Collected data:
►

//! 规范序列化与哈希
//!
//! 对象键按字节序排序，数组逐元素规范化，整数值的浮点数按整数输出；
//! 无序集合请先经 [`unordered`] 排序后再放入参数。元组在 serde 中序列化为数组，
//! 因此 tuple / Vec / 排序后的 set 只要元素相同即得到同一规范串。

use serde::Serialize;
use serde_json::{Number, Value};
use sha2::{Digest, Sha256};

/// 规范字符串：与输入的键顺序无关
pub fn normalize(value: &Value) -> String {
    let mut out = String::new();
    write_canonical(value, &mut out);
    out
}

/// 先经 serde 转成 JSON 再规范化（HashSet 等请改用 BTreeSet 或 [`unordered`]）
pub fn normalize_serializable<T: Serialize>(value: &T) -> Result<String, serde_json::Error> {
    Ok(normalize(&serde_json::to_value(value)?))
}

/// 规范串的 SHA-256（十六进制小写）
pub fn hash(value: &Value) -> String {
    digest(&normalize(value))
}

pub fn digest(text: &str) -> String {
    let mut hasher = Sha256::new();
    hasher.update(text.as_bytes());
    hex::encode(hasher.finalize())
}

/// 将无序集合转为按规范串排序的数组
pub fn unordered<I>(items: I) -> Value
where
    I: IntoIterator<Item = Value>,
{
    let mut keyed: Vec<(String, Value)> = items
        .into_iter()
        .map(|item| (normalize(&item), item))
        .collect();
    keyed.sort_by(|a, b| a.0.cmp(&b.0));
    Value::Array(keyed.into_iter().map(|(_, item)| item).collect())
}

fn write_canonical(value: &Value, out: &mut String) {
    match value {
        Value::Object(map) => {
            let mut entries: Vec<(&String, &Value)> = map.iter().collect();
            entries.sort_unstable_by(|a, b| a.0.cmp(b.0));
            out.push('{');
            for (i, (key, item)) in entries.into_iter().enumerate() {
                if i > 0 {
                    out.push(',');
                }
                write_string(key, out);
                out.push(':');
                write_canonical(item, out);
            }
            out.push('}');
        }
        Value::Array(items) => {
            out.push('[');
            for (i, item) in items.iter().enumerate() {
                if i > 0 {
                    out.push(',');
                }
                write_canonical(item, out);
            }
            out.push(']');
        }
        Value::String(s) => write_string(s, out),
        Value::Number(n) => write_number(n, out),
        Value::Bool(b) => out.push_str(if *b { "true" } else { "false" }),
        Value::Null => out.push_str("null"),
    }
}

fn write_string(s: &str, out: &mut String) {
    // Value 的 Display 负责 JSON 转义
    out.push_str(&Value::String(s.to_owned()).to_string());
}

fn write_number(n: &Number, out: &mut String) {
    if n.is_f64() {
        if let Some(f) = n.as_f64() {
            if f.fract() == 0.0 && f.abs() < 9.007_199_254_740_992e15 {
                out.push_str(&(f as i64).to_string());
                return;
            }
        }
    }
    out.push_str(&n.to_string());
}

◄

TASK STATEMENT:
Both the first line of the records above and the line containing "let mut hasher = Sha256::new();" are to be transcribed exactly, together with every line between them, and nothing else.

ANSWER TO THIS PROBLEM:
//! 规范序列化与哈希
//!
//! 对象键按字节序排序，数组逐元素规范化，整数值的浮点数按整数输出；
//! 无序集合请先经 [`unordered`] 排序后再放入参数。元组在 serde 中序列化为数组，
//! 因此 tuple / Vec / 排序后的 set 只要元素相同即得到同一规范串。

use serde::Serialize;
use serde_json::{Number, Value};
use sha2::{Digest, Sha256};

/// 规范字符串：与输入的键顺序无关
pub fn normalize(value: &Value) -> String {
    let mut out = String::new();
    write_canonical(value, &mut out);
    out
}

/// 先经 serde 转成 JSON 再规范化（HashSet 等请改用 BTreeSet 或 [`unordered`]）
pub fn normalize_serializable<T: Serialize>(value: &T) -> Result<String, serde_json::Error> {
    Ok(normalize(&serde_json::to_value(value)?))
}

/// 规范串的 SHA-256（十六进制小写）
pub fn hash(value: &Value) -> String {
    digest(&normalize(value))
}

pub fn digest(text: &str) -> String {
    let mut hasher = Sha256::new();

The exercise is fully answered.